Era un bambino come tutti: amava giocare al pallone con gli amici e gli piaceva andare a scuola per apprendere cose nuove; aveva un suo progetto per l’avvenire: diventare insegnante per trasmettere ad altri la bellezza dell’apprendere e del sapere. Ma al di sopra di tutto c’era Gesù.

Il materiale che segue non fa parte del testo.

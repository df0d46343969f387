//! MCP tool implementations.
//!
//! This module contains all tools exposed by the mcp-httpcache server.

pub mod cache;
pub mod http_fetch;

use rmcp::{
    ErrorData as McpError,
    model::{CallToolResult, Content},
};
use serde::Serialize;

use crate::error::ToolError;

/// Wrap a tool output as pretty-printed JSON text content.
pub(crate) fn json_result<T: Serialize>(output: &T) -> Result<CallToolResult, McpError> {
    let json = serde_json::to_string_pretty(output)
        .map_err(|e| ToolError::OutputFailed(format!("Failed to serialize output: {e}")))?;

    Ok(CallToolResult::success(vec![Content::text(json)]))
}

Per questo dimostrava una maturità singolare che lo portava ad impegnarsi nel quotidiano della sua vita di ragazzo: vivere bene in famiglia con i genitori e il fratello, cercare di essere gentile con loro, offrendo anche i piccoli servizi ed aiuti proporzionati alla sua età. Amare la sua vita di ogni giorno: andare a scuola, incontrare gli insegnanti e i compagni. La sua religiosità è spontanea, gioiosa, aperta alla gratitudine e alla lode e si esprime nella partecipazione alla Messa nella sua parrocchia, nella frequenza al catechismo. Niente di speciale e di complicato. Gesù, l’Amico, era sempre al primo posto e quanto gli chiese di condividere con Lui il mistero della Croce, Silvio gli disse di sì. Con la immediatezza e la generosità dei giovani, accettò e visse in piena consapevolezza questa condivisione per la salvezza delle anime e per la Chiesa.

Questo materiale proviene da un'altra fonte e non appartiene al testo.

//! Request preconditions (`If-Match`, `If-None-Match`, `If-Modified-Since`,
//! `If-Unmodified-Since`) and their header form.
//!
//! The combination rules follow RFC 7232: an entity-tag condition and its
//! date counterpart of the opposite polarity are never sent together.

use chrono::{DateTime, Utc};

use super::date::{format_http_date, parse_http_date, truncate_to_seconds};
use super::header::{Header, Headers, names};
use super::tag::Tag;
use crate::Error;

/// Validator preconditions for a request.
#[derive(Debug, Clone, Default, PartialEq, Eq)]
pub struct Conditionals {
    matches: Vec<Tag>,
    none_match: Vec<Tag>,
    modified_since: Option<DateTime<Utc>>,
    unmodified_since: Option<DateTime<Utc>>,
}

impl Conditionals {
    pub fn new() -> Self {
        Self::default()
    }

    /// Add a tag to `If-Match`.
    pub fn add_if_match(&self, tag: Tag) -> Result<Self, Error> {
        if !self.none_match.is_empty() {
            return Err(conflict("If-Match", "If-None-Match"));
        }
        if self.modified_since.is_some() {
            return Err(conflict("If-Match", "If-Modified-Since"));
        }
        let mut next = self.clone();
        push_tag(&mut next.matches, tag);
        Ok(next)
    }

    /// Add a tag to `If-None-Match`.
    pub fn add_if_none_match(&self, tag: Tag) -> Result<Self, Error> {
        if !self.matches.is_empty() {
            return Err(conflict("If-None-Match", "If-Match"));
        }
        if self.unmodified_since.is_some() {
            return Err(conflict("If-None-Match", "If-Unmodified-Since"));
        }
        let mut next = self.clone();
        push_tag(&mut next.none_match, tag);
        Ok(next)
    }

    /// Set `If-Modified-Since`, truncated to whole seconds.
    pub fn if_modified_since(&self, time: DateTime<Utc>) -> Result<Self, Error> {
        if !self.matches.is_empty() {
            return Err(conflict("If-Modified-Since", "If-Match"));
        }
        if self.unmodified_since.is_some() {
            return Err(conflict("If-Modified-Since", "If-Unmodified-Since"));
        }
        Ok(Self { modified_since: Some(truncate_to_seconds(time)), ..self.clone() })
    }

    /// Set `If-Unmodified-Since`, truncated to whole seconds.
    pub fn if_unmodified_since(&self, time: DateTime<Utc>) -> Result<Self, Error> {
        if !self.none_match.is_empty() {
            return Err(conflict("If-Unmodified-Since", "If-None-Match"));
        }
        if self.modified_since.is_some() {
            return Err(conflict("If-Unmodified-Since", "If-Modified-Since"));
        }
        Ok(Self { unmodified_since: Some(truncate_to_seconds(time)), ..self.clone() })
    }

    pub fn matches(&self) -> &[Tag] {
        &self.matches
    }

    pub fn none_match(&self) -> &[Tag] {
        &self.none_match
    }

    pub fn modified_since(&self) -> Option<DateTime<Utc>> {
        self.modified_since
    }

    pub fn unmodified_since(&self) -> Option<DateTime<Utc>> {
        self.unmodified_since
    }

    /// True when no precondition is set.
    pub fn is_unconditional(&self) -> bool {
        self.matches.is_empty()
            && self.none_match.is_empty()
            && self.modified_since.is_none()
            && self.unmodified_since.is_none()
    }

    /// Header form, in a fixed order.
    pub fn to_headers(&self) -> Headers {
        let mut headers = Headers::new();
        if !self.matches.is_empty() {
            headers = headers.with(Header::trusted(names::IF_MATCH, join_tags(&self.matches)));
        }
        if !self.none_match.is_empty() {
            headers = headers.with(Header::trusted(names::IF_NONE_MATCH, join_tags(&self.none_match)));
        }
        if let Some(time) = &self.modified_since {
            headers = headers.with(Header::trusted(names::IF_MODIFIED_SINCE, format_http_date(time)));
        }
        if let Some(time) = &self.unmodified_since {
            headers = headers.with(Header::trusted(names::IF_UNMODIFIED_SINCE, format_http_date(time)));
        }
        headers
    }

    /// Read the four validator fields out of `headers`. Any other header is
    /// ignored; repeated tag fields are concatenated.
    pub fn from_headers(headers: &Headers) -> Result<Self, Error> {
        let mut conditionals = Conditionals::new();

        for value in headers.get_all(names::IF_MATCH) {
            for tag in Tag::parse_list(value)? {
                conditionals = conditionals.add_if_match(tag)?;
            }
        }
        for value in headers.get_all(names::IF_NONE_MATCH) {
            for tag in Tag::parse_list(value)? {
                conditionals = conditionals.add_if_none_match(tag)?;
            }
        }
        if let Some(value) = headers.first(names::IF_MODIFIED_SINCE) {
            conditionals = conditionals.if_modified_since(parse_date(names::IF_MODIFIED_SINCE, value)?)?;
        }
        if let Some(value) = headers.first(names::IF_UNMODIFIED_SINCE) {
            conditionals = conditionals.if_unmodified_since(parse_date(names::IF_UNMODIFIED_SINCE, value)?)?;
        }

        Ok(conditionals)
    }
}

/// `*` replaces a tag list; concrete tags are ignored once `*` is present.
fn push_tag(list: &mut Vec<Tag>, tag: Tag) {
    if tag == Tag::Any {
        list.clear();
        list.push(tag);
    } else if !list.contains(&Tag::Any) && !list.contains(&tag) {
        list.push(tag);
    }
}

fn join_tags(tags: &[Tag]) -> String {
    tags.iter().map(Tag::to_string).collect::<Vec<_>>().join(", ")
}

fn parse_date(name: &str, value: &str) -> Result<DateTime<Utc>, Error> {
    parse_http_date(value).ok_or_else(|| Error::InvalidArgument(format!("invalid {name} date: {value}")))
}

fn conflict(adding: &str, existing: &str) -> Error {
    Error::InvalidArgument(format!("cannot combine {adding} with {existing}"))
}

Quando si ammalò, e durante la malattia, desiderava guarire, non nascondeva la sofferenza, non la cercava, e accettava di farsi curare. Viveva giorno per giorno, quello che Gesù gli chiedeva e si abbandonava a lui. Nella Comunione quotidiana, nella recita assidua del Rosario, nella lettura spirituale, nell’ascolto della voce di Gesù che gli parlava nel cuore, Silvio cresceva nella fede e nell’amore verso Dio, fino a comprendere che Gesù lo chiamava a condividere con lui la Passione e la Croce. Affrontò così la sua via del Calvario, con la coscienza che alla fine avrebbe trovato la Risurrezione.

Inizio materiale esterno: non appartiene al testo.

//! Opaque message bodies.

use bytes::Bytes;
use serde::{Deserialize, Serialize};

pub const DEFAULT_MIME_TYPE: &str = "application/octet-stream";

/// A body plus its media type. Cloning is cheap; the cache never looks inside.
#[derive(Debug, Clone, PartialEq, Eq, Serialize, Deserialize)]
pub struct Payload {
    mime_type: String,
    bytes: Bytes,
}

impl Payload {
    pub fn new(mime_type: impl Into<String>, bytes: impl Into<Bytes>) -> Self {
        Self { mime_type: mime_type.into(), bytes: bytes.into() }
    }

    pub fn mime_type(&self) -> &str {
        &self.mime_type
    }

    pub fn bytes(&self) -> &Bytes {
        &self.bytes
    }

    pub fn len(&self) -> usize {
        self.bytes.len()
    }

    pub fn is_empty(&self) -> bool {
        self.bytes.is_empty()
    }
}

Ogni giorno era un giorno nuovo da vivere in unione con l’Amico Gesù, nella disponibilità a tenergli compagnia, ad amarlo. Silvio era consapevole della sofferenza e del limite che questa ogni giorno di più andava imponendo alla sua vita, e, certamente, avrebbe voluto guarire, tornare ad essere un ragazzo vivace e sano. Ma al di sopra di tutto, c’era in lui la consapevolezza che quello, in quel momento, era il suo posto, la sua "missione", il suo vivere l’amicizia con Gesù.

Silvio era giovanissimo; non ebbe il tempo di fare grandi cose nella sua vita, nemmeno di chiedersi quale sarebbe stato il suo domani, quale vocazione seguire. Eppure la Chiesa gli riconosce la venerabilità, ossia l’esercizio eroico delle virtù. Silvio ha semplicemente amato Gesù sopra ogni cosa e in questo amore ha trovato una risposta a tutto, anche alla malattia e alla sofferenza offerta a Dio, con spirito apostolico e missionario, per la riparazione dei peccati del mondo e la salvezza dei peccatori.